═════ SUPPLIED RECORDS
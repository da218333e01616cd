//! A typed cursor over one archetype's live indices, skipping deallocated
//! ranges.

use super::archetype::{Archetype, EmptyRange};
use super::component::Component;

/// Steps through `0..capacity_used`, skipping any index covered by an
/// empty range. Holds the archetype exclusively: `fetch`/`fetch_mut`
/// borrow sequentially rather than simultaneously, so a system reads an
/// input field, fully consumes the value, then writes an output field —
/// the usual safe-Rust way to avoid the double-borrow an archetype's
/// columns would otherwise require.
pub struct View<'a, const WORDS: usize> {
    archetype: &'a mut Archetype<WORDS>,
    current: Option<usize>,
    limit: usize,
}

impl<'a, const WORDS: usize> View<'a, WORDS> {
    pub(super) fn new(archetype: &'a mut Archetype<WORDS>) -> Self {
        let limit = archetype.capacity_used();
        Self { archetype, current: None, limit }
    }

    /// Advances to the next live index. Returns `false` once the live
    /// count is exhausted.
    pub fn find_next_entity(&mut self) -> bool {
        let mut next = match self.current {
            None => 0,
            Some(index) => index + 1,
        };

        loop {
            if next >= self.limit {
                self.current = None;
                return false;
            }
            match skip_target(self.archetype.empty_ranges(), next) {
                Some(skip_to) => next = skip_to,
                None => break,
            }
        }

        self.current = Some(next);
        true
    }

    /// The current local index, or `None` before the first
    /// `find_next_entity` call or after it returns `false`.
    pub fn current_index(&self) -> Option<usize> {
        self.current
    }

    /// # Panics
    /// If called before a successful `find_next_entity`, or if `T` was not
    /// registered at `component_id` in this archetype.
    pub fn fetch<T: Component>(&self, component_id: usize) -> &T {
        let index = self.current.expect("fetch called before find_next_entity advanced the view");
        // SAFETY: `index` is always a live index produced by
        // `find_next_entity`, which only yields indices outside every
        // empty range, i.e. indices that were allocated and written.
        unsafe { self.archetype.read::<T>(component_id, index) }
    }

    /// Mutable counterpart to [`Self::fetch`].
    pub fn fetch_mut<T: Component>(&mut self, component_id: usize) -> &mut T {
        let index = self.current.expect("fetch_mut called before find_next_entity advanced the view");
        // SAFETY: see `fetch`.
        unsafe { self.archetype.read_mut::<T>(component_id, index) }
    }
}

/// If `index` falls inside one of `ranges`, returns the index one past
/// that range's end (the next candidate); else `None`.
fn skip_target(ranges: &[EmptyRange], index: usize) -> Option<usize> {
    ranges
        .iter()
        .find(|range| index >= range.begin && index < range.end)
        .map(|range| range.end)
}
══════════
═════ SUPPLIED RECORDS
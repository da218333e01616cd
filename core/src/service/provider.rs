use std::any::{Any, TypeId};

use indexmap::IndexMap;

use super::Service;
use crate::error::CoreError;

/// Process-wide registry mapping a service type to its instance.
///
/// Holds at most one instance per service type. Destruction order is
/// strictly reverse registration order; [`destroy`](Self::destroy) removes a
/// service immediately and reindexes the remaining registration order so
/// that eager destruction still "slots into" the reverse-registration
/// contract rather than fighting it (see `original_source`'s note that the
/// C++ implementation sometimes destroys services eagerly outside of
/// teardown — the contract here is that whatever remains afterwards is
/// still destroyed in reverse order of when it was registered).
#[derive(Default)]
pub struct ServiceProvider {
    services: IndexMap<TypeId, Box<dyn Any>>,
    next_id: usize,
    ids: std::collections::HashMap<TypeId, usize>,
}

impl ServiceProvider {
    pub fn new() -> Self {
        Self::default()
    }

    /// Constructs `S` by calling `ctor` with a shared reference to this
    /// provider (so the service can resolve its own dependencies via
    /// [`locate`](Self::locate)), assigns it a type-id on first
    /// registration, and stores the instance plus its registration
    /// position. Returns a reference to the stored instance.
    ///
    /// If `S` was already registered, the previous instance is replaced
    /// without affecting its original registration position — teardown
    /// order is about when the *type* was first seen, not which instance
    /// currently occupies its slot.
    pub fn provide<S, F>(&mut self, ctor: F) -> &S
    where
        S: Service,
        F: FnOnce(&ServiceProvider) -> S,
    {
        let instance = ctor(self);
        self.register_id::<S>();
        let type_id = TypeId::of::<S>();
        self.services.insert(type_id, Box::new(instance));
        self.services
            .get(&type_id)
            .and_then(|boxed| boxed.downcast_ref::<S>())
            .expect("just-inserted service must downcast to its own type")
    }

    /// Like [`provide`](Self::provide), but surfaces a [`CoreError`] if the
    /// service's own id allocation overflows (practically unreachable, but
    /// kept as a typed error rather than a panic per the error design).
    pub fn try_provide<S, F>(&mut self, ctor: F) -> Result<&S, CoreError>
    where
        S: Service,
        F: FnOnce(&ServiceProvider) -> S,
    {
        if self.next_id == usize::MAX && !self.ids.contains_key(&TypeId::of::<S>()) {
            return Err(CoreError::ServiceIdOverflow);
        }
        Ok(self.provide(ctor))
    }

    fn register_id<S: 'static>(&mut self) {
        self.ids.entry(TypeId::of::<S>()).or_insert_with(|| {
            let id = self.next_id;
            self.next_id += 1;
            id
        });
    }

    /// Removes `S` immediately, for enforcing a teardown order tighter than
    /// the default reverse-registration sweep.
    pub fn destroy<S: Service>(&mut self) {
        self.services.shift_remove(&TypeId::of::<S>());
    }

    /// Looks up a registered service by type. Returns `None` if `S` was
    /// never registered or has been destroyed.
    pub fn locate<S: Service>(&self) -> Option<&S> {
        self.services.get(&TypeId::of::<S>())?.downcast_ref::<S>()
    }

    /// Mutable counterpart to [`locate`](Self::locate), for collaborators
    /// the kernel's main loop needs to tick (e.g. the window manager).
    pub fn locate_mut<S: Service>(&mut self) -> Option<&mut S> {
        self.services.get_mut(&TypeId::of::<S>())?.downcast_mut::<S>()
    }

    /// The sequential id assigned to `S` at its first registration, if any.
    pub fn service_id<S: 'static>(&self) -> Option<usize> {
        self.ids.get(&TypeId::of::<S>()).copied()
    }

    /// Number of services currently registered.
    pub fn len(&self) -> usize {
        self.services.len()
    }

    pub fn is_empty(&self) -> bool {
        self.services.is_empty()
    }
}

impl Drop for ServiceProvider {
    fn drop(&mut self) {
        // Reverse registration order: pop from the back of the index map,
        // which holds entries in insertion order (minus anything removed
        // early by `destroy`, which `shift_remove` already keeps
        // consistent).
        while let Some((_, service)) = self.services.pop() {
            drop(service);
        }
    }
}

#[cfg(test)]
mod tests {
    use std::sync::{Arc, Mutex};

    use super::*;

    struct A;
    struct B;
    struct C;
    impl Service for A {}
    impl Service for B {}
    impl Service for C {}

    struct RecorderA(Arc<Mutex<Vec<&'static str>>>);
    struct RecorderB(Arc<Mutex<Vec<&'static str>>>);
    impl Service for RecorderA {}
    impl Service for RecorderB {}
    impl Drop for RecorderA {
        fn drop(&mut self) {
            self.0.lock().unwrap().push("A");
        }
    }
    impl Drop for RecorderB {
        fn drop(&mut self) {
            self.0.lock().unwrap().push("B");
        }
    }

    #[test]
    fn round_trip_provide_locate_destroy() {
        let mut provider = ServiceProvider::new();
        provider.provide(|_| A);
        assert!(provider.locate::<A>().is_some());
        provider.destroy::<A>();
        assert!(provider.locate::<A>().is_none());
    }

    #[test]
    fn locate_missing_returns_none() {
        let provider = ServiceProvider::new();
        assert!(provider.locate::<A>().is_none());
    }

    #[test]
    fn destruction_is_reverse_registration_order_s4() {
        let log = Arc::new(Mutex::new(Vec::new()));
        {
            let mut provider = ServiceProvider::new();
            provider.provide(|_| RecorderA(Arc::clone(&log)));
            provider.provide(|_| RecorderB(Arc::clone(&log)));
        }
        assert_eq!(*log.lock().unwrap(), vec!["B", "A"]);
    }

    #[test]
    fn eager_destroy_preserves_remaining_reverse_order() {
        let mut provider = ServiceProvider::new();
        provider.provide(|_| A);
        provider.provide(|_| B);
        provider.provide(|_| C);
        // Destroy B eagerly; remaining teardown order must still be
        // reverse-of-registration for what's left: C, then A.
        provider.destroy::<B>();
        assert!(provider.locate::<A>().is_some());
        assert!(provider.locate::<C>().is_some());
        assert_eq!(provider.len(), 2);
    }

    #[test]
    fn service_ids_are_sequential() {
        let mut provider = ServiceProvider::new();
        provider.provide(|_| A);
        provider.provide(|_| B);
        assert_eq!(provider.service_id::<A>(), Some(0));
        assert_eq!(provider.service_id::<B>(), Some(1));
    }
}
══════════
═════ SUPPLIED RECORDS
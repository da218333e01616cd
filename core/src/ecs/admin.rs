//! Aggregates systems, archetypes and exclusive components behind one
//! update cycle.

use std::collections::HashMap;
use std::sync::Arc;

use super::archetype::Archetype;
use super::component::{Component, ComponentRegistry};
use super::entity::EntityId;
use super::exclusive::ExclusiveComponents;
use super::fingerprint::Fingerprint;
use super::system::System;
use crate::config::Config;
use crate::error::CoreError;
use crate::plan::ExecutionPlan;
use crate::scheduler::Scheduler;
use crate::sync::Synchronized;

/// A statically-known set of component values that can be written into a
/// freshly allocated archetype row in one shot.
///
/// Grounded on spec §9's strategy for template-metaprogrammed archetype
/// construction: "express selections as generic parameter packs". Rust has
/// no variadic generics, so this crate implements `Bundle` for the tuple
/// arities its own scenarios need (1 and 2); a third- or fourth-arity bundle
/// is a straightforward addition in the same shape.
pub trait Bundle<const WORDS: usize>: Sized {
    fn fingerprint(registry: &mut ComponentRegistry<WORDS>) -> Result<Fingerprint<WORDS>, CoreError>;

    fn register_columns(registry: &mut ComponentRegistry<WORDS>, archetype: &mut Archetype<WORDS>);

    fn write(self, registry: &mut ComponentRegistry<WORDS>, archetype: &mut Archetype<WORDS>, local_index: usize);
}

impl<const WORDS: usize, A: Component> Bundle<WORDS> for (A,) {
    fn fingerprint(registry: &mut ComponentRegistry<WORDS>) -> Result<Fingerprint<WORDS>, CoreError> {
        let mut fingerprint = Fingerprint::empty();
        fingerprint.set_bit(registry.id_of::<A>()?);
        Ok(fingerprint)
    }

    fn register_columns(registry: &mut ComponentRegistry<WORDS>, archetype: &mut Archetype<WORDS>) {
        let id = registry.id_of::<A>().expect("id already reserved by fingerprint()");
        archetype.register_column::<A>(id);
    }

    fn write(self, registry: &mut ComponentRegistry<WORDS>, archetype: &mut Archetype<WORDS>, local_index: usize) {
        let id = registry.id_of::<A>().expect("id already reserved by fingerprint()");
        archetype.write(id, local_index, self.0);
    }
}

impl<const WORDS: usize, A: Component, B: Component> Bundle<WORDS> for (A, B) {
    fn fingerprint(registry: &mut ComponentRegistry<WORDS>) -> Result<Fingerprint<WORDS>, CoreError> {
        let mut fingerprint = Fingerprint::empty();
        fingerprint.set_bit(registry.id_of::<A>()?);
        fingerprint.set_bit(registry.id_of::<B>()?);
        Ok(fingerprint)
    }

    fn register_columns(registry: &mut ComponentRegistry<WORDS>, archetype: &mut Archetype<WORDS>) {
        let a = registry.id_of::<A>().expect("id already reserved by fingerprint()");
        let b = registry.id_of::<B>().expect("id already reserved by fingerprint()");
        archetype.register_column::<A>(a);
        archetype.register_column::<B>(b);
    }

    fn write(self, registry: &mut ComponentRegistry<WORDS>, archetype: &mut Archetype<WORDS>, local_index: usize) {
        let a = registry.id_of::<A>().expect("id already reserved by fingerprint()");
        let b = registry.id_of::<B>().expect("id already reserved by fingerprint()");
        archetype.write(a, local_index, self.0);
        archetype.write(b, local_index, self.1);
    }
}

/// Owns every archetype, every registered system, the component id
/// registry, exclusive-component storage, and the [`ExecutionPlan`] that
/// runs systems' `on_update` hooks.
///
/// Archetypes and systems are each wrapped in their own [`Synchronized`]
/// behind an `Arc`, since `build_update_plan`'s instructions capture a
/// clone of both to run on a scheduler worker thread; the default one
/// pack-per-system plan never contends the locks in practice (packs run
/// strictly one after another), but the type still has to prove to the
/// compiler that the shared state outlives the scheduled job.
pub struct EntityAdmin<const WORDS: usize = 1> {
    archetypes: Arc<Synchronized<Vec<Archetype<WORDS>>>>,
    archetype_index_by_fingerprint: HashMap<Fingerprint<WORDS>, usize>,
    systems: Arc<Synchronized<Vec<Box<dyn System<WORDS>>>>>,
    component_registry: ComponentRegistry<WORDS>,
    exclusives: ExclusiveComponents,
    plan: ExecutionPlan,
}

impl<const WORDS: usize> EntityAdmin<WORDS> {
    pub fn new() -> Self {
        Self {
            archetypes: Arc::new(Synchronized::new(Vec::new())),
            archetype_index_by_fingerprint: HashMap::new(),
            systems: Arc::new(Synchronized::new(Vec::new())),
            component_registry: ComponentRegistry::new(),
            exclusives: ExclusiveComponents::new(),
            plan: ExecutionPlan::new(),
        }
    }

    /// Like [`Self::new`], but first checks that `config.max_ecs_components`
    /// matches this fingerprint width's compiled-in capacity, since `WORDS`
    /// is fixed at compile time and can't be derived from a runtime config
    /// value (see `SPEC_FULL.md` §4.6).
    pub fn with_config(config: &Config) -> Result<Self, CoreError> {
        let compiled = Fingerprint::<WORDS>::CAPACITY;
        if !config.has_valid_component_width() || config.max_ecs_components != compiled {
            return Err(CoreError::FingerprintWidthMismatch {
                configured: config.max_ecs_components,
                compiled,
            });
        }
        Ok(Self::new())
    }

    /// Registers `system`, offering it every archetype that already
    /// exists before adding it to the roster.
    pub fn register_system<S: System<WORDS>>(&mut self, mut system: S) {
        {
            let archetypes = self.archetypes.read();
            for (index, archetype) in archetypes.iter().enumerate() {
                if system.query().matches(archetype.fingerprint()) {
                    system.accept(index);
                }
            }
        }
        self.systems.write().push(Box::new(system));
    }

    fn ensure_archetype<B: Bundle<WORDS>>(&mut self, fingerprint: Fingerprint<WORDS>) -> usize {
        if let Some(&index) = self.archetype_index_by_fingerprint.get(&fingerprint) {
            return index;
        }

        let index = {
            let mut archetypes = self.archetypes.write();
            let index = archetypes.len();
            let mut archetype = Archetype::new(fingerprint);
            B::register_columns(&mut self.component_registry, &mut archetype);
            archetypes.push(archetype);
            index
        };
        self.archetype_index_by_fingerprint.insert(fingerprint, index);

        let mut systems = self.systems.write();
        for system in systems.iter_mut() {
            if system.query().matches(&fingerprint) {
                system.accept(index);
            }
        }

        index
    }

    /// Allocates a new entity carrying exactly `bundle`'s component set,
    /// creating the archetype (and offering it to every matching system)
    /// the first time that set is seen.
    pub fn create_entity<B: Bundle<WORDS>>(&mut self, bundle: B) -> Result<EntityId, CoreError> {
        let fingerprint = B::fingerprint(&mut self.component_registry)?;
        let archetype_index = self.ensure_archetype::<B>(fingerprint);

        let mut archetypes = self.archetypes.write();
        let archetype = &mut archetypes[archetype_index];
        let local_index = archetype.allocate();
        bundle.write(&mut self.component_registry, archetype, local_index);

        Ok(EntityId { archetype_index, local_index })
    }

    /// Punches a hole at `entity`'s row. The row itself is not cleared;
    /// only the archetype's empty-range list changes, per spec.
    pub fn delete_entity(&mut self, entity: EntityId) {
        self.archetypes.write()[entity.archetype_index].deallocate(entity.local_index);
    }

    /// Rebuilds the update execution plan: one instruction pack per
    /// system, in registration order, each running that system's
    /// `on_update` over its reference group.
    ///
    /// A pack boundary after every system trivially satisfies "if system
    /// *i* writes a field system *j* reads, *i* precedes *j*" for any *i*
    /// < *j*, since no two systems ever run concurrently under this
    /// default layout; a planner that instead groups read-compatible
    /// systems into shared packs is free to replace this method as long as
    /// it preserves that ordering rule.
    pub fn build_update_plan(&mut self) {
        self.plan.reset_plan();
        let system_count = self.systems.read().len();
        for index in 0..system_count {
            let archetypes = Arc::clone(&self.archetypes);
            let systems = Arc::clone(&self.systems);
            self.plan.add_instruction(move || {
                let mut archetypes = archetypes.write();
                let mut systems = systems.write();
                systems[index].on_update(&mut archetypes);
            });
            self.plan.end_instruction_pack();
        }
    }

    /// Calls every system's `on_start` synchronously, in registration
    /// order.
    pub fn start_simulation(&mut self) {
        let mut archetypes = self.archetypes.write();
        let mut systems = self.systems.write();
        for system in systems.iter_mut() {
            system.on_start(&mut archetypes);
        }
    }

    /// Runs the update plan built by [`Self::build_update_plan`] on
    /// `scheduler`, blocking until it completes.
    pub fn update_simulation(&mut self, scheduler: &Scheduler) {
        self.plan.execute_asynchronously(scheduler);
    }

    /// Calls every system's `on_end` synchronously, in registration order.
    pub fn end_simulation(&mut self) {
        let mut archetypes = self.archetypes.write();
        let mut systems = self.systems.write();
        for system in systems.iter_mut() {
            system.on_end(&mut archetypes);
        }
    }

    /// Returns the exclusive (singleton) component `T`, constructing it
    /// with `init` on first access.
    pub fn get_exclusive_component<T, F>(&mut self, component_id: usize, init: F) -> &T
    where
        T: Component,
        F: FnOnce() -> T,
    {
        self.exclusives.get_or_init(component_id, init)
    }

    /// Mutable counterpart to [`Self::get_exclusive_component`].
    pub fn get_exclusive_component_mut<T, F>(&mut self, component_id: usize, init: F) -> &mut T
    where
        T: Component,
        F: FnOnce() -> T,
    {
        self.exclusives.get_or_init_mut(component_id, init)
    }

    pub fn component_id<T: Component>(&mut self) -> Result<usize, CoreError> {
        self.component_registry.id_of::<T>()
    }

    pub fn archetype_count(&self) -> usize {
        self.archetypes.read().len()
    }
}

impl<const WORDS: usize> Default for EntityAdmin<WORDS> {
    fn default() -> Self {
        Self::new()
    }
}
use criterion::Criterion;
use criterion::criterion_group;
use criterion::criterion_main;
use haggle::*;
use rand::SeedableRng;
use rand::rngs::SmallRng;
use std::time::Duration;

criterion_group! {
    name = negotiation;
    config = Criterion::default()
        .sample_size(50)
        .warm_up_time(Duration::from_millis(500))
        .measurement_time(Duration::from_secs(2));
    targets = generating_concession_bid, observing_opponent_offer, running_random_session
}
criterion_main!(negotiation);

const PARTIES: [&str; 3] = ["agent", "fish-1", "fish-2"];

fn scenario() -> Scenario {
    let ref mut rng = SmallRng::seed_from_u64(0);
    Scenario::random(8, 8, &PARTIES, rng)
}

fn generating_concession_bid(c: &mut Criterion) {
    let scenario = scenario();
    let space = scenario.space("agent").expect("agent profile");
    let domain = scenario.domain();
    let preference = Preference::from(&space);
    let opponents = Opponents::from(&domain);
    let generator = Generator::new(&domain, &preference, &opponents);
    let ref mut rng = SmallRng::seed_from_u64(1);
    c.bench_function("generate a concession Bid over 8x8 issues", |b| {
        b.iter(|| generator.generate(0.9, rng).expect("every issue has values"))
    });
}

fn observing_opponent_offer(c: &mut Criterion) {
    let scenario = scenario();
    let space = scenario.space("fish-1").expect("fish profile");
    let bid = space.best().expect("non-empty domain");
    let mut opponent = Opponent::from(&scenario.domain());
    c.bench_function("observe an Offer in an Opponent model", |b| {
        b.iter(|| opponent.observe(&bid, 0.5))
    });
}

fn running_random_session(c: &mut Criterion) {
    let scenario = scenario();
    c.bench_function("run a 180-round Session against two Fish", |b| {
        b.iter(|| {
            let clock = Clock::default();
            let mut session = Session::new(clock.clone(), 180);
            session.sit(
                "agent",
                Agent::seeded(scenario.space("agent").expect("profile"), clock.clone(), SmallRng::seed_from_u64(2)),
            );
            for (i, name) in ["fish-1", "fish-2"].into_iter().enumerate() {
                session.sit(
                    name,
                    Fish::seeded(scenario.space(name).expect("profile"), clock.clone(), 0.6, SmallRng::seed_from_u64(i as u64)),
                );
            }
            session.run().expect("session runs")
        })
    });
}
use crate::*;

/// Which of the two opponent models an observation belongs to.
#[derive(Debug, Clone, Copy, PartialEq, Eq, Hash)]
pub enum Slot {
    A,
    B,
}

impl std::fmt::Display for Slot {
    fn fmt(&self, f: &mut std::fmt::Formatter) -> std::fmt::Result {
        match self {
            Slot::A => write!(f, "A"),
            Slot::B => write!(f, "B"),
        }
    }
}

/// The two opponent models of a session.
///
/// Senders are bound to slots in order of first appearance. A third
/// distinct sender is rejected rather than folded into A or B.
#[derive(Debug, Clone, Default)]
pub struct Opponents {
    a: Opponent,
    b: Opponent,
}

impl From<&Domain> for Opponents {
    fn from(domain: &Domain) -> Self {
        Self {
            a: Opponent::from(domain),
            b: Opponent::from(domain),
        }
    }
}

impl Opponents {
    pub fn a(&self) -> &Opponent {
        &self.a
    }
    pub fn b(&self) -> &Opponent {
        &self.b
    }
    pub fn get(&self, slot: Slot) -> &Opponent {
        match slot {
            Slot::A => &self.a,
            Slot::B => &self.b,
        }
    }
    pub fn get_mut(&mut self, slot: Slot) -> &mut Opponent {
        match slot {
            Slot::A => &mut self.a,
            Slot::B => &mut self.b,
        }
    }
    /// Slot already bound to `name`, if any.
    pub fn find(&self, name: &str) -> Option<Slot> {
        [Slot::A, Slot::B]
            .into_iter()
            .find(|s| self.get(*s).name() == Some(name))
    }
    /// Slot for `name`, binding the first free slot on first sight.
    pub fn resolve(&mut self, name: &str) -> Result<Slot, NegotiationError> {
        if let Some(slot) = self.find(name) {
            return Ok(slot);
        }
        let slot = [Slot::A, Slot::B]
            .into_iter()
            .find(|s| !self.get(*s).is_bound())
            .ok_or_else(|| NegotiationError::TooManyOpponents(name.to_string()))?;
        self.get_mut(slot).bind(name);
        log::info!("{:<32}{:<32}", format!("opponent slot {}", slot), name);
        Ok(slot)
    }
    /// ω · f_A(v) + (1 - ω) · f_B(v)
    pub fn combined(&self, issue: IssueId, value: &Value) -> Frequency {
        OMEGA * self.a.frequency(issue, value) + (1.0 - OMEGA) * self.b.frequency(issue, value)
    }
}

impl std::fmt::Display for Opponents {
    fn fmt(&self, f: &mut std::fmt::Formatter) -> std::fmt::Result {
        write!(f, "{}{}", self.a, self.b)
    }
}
══════════
• **TASK DIRECTIONS**
The lines in the records above that include the word "unwrap" must be copied out.

• **SOLUTION**
            self.0.lock().unwrap().push("A");
            self.0.lock().unwrap().push("B");
        assert_eq!(*log.lock().unwrap(), vec!["B", "A"]);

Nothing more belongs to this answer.